Closely connected to the previous point there was an underdeveloped theology of corporate worship, and especially of the Word and Sacrament. The issue of why the Church is so important has to be based on how God speaks. The Scripture itself declares it is through the prophetic proclamation which occurs not just in preaching but also in song, Bible reading, prayer and even leading the church service (1 Cor. 14:20-25). While the authors briefly touch on the subject of the Lord’s Supper, this is discussed in a way which will be unsatisfactory to a lot of readers.
Following on from this, it would have been good if the authors had engaged with people like Rob Smith’s, Come Let Us Sing: A Call to Musical Reformation (Latimer, 2020) or David Peterson’s Engaging with God: A Biblical Theology of Worship(IVP, 2002). It’s as though the benefit of meeting together at church is “horizontal” in that the focus is on one another. But surely there’s a “vertical” dimension as well in meeting with the LORD (Rev. 5). Exploring the rich spiritual experience of meeting together would have really added to the strength of the book’s overall argument.
Broader Academic Engagement
The greatest strength of Unmissable Church is also its weakness. While extremely practical and pastoral, it doesn’t really interact with much secondary literature, either devotional or academic, such as G. K. Beale’s The Temple and the Church’s Mission (IVP, 2004) as well as Dietrich Bonhoeffer’s Life Together.
The most significant reservation I have about the book is also the most controversial. And that this the role of the Christian Sabbath or ‘Lord’s Day’ as it relates to church. Sydney Anglicans are known for their anti-Sabbatarian view and it really shows in this particular work. One of the authors explicitly states, “I don’t think the larger gathering needs to be on a Sunday, although most churches continue to meet on this day.”
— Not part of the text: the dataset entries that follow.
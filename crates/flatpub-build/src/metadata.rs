//! Export metadata records handed to later publish stages

use crate::error::{BuildError, Result};
use serde::{Deserialize, Serialize};
use sha2::{Digest, Sha256};
use std::fmt;
use std::fs::File;
use std::io;
use std::path::{Path, PathBuf};

#[derive(Debug, Clone, Copy, PartialEq, Eq, Serialize, Deserialize)]
pub enum ImageType {
    /// OCI image layout directory
    #[serde(rename = "oci")]
    Oci,
    /// Tarball of an OCI image layout
    #[serde(rename = "oci-tar")]
    OciTar,
}

impl fmt::Display for ImageType {
    fn fmt(&self, f: &mut fmt::Formatter<'_>) -> fmt::Result {
        match self {
            ImageType::Oci => write!(f, "oci"),
            ImageType::OciTar => write!(f, "oci-tar"),
        }
    }
}

#[derive(Debug, Clone, PartialEq, Eq, Serialize, Deserialize)]
pub struct ExportedImage {
    pub path: PathBuf,
    #[serde(rename = "type")]
    pub image_type: ImageType,
    #[serde(default, skip_serializing_if = "Option::is_none")]
    pub ref_name: Option<String>,
    #[serde(default, skip_serializing_if = "Option::is_none")]
    pub size: Option<u64>,
    #[serde(default, skip_serializing_if = "Option::is_none")]
    pub sha256sum: Option<String>,
}

impl ExportedImage {
    pub fn with_ref_name(mut self, ref_name: impl Into<String>) -> Self {
        self.ref_name = Some(ref_name.into());
        self
    }
}

/// Describe an exported image. File forms get a size and checksum.
pub fn exported_image_metadata(path: &Path, image_type: ImageType) -> Result<ExportedImage> {
    if !path.exists() {
        return Err(BuildError::ArtifactNotFound(path.to_path_buf()));
    }

    let mut metadata = ExportedImage {
        path: path.to_path_buf(),
        image_type,
        ref_name: None,
        size: None,
        sha256sum: None,
    };

    if image_type != ImageType::Oci {
        let mut file = File::open(path)?;
        let mut hasher = Sha256::new();
        let size = io::copy(&mut file, &mut hasher)?;
        metadata.size = Some(size);
        metadata.sha256sum = Some(hex::encode(hasher.finalize()));
    }

    Ok(metadata)
}

/// [`exported_image_metadata`] on the blocking pool, so checksumming a
/// large tarball does not stall the runtime
pub async fn describe_exported_image(path: PathBuf, image_type: ImageType) -> Result<ExportedImage> {
    tokio::task::spawn_blocking(move || exported_image_metadata(&path, image_type)).await?
}
//! Flatpak OCI image builder interface
//!
//! The actual Flatpak assembly is done by an external builder. The pipeline
//! talks to it through [`FlatpakBuilder`]; [`CommandFlatpakBuilder`] drives a
//! builder program over its command line contract.

use crate::components::{ImageComponent, read_rpm_manifest};
use crate::error::{BuildError, Result};
use crate::process::CommandRunner;
use crate::workflow::FlatpakSourceInfo;
use async_trait::async_trait;
use flatpub_config::{BuilderCommand, FlatpakMetadata};
use serde::Deserialize;
use std::collections::BTreeMap;
use std::path::{Path, PathBuf};
use std::sync::Arc;

/// Output of a container build
#[derive(Debug, Clone, PartialEq, Eq, Deserialize)]
pub struct BuiltContainer {
    /// Flatpak ref, e.g. `app/org.example.MyApp/x86_64/stable`
    pub ref_name: String,
    pub oci_path: PathBuf,
    pub tarred_oci_path: PathBuf,
}

/// Settings a builder is bound to at construction
#[derive(Debug, Clone)]
pub struct BuilderSettings {
    pub workdir: PathBuf,
    /// Flatpak build tree inside the exported filesystem
    pub extraction_path: String,
    pub flatpak_metadata: FlatpakMetadata,
}

#[async_trait]
pub trait FlatpakBuilder: Send + Sync {
    fn add_labels(&mut self, labels: &BTreeMap<String, String>);

    /// Installed components listed in the export manifest
    async fn get_components(&self, manifest: &Path) -> Result<Vec<ImageComponent>> {
        read_rpm_manifest(manifest).await
    }

    async fn build_container(&self, tarred_filesystem: &Path) -> Result<BuiltContainer>;
}

pub trait BuilderFactory: Send + Sync {
    fn create(
        &self,
        source: &FlatpakSourceInfo,
        settings: &BuilderSettings,
    ) -> Box<dyn FlatpakBuilder>;
}

/// Drives an external builder program
///
/// The program is invoked as
/// `<program> <args..> build-container --source <json> --workdir <dir>
/// --extraction-path <path> --metadata <mode> [--label k=v].. <tarball>`
/// and must print `{"ref_name", "oci_path", "tarred_oci_path"}` as JSON.
pub struct CommandFlatpakBuilder {
    command: BuilderCommand,
    runner: Arc<dyn CommandRunner>,
    source: FlatpakSourceInfo,
    settings: BuilderSettings,
    labels: BTreeMap<String, String>,
}

impl CommandFlatpakBuilder {
    pub fn new(
        command: BuilderCommand,
        runner: Arc<dyn CommandRunner>,
        source: FlatpakSourceInfo,
        settings: BuilderSettings,
    ) -> Self {
        Self {
            command,
            runner,
            source,
            settings,
            labels: BTreeMap::new(),
        }
    }

    fn build_args(&self, tarred_filesystem: &Path) -> Result<Vec<String>> {
        let mut args = self.command.args.clone();
        args.extend([
            "build-container".to_string(),
            "--source".to_string(),
            serde_json::to_string(&self.source)?,
            "--workdir".to_string(),
            self.settings.workdir.display().to_string(),
            "--extraction-path".to_string(),
            self.settings.extraction_path.clone(),
            "--metadata".to_string(),
            self.settings.flatpak_metadata.to_string(),
        ]);
        for (key, value) in &self.labels {
            args.push("--label".to_string());
            args.push(format!("{}={}", key, value));
        }
        args.push(tarred_filesystem.display().to_string());
        Ok(args)
    }
}

#[async_trait]
impl FlatpakBuilder for CommandFlatpakBuilder {
    fn add_labels(&mut self, labels: &BTreeMap<String, String>) {
        self.labels
            .extend(labels.iter().map(|(k, v)| (k.clone(), v.clone())));
    }

    async fn build_container(&self, tarred_filesystem: &Path) -> Result<BuiltContainer> {
        let args = self.build_args(tarred_filesystem)?;
        let stdout = self
            .runner
            .run(&self.command.program, &args)
            .await?
            .into_stdout(&self.command.program, &args)?;

        serde_json::from_str(stdout.trim())
            .map_err(|e| BuildError::data_format(format!("{} output", self.command.program), e))
    }
}

/// Creates [`CommandFlatpakBuilder`]s sharing one command runner
pub struct CommandBuilderFactory {
    command: BuilderCommand,
    runner: Arc<dyn CommandRunner>,
}

impl CommandBuilderFactory {
    pub fn new(command: BuilderCommand, runner: Arc<dyn CommandRunner>) -> Self {
        Self { command, runner }
    }
}

impl BuilderFactory for CommandBuilderFactory {
    fn create(
        &self,
        source: &FlatpakSourceInfo,
        settings: &BuilderSettings,
    ) -> Box<dyn FlatpakBuilder> {
        Box::new(CommandFlatpakBuilder::new(
            self.command.clone(),
            self.runner.clone(),
            source.clone(),
            settings.clone(),
        ))
    }
}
But as I read through Unmissable Church I became more and more convinced as to the spiritual and pastoral importance of the connection between having a day of rest and meeting together as believers (See WCF Chapter 21). Ironically, it was the great Anglican bishop J.C. Ryle who wrote:
The subject is one which is of immense importance. It is not too much to say that the prosperity or decay of organised Christianity depends on the maintenance of the Christian Sabbath. Break down the fence which now surrounds the Sunday, and our Sunday schools will soon come to an end. Let in the Hood of worldliness and pleasure-seeking on the Lord’s Day, without check or hindrance, and our congregations will soon dwindle away. There is not too much religion in the land now. Destroy the sanctity of the Sabbath, and there would soon be far less. Nothing in short, I believe, would so thoroughly advance the kingdom of Satan as to withdraw legal protection from the Lord’s Day. It would be a joy to the infidel; but it would be an insult and offence to God.
At the very least, the authors should have interacted with the issue and showed that they were aware of the rich theological tradition with reformed-evangelicalism.
Conclusion: You Should still Buy this Book!
With the above caveats in place, I would still strongly recommend people buying and even distributing this book. The authors have served the church well by producing a volume that is a welcome contribution to a neglected but essential subject. Especially for the person who is new to church and thinking about becoming a member, this would be an ideal book to encourage them on their journey in church life.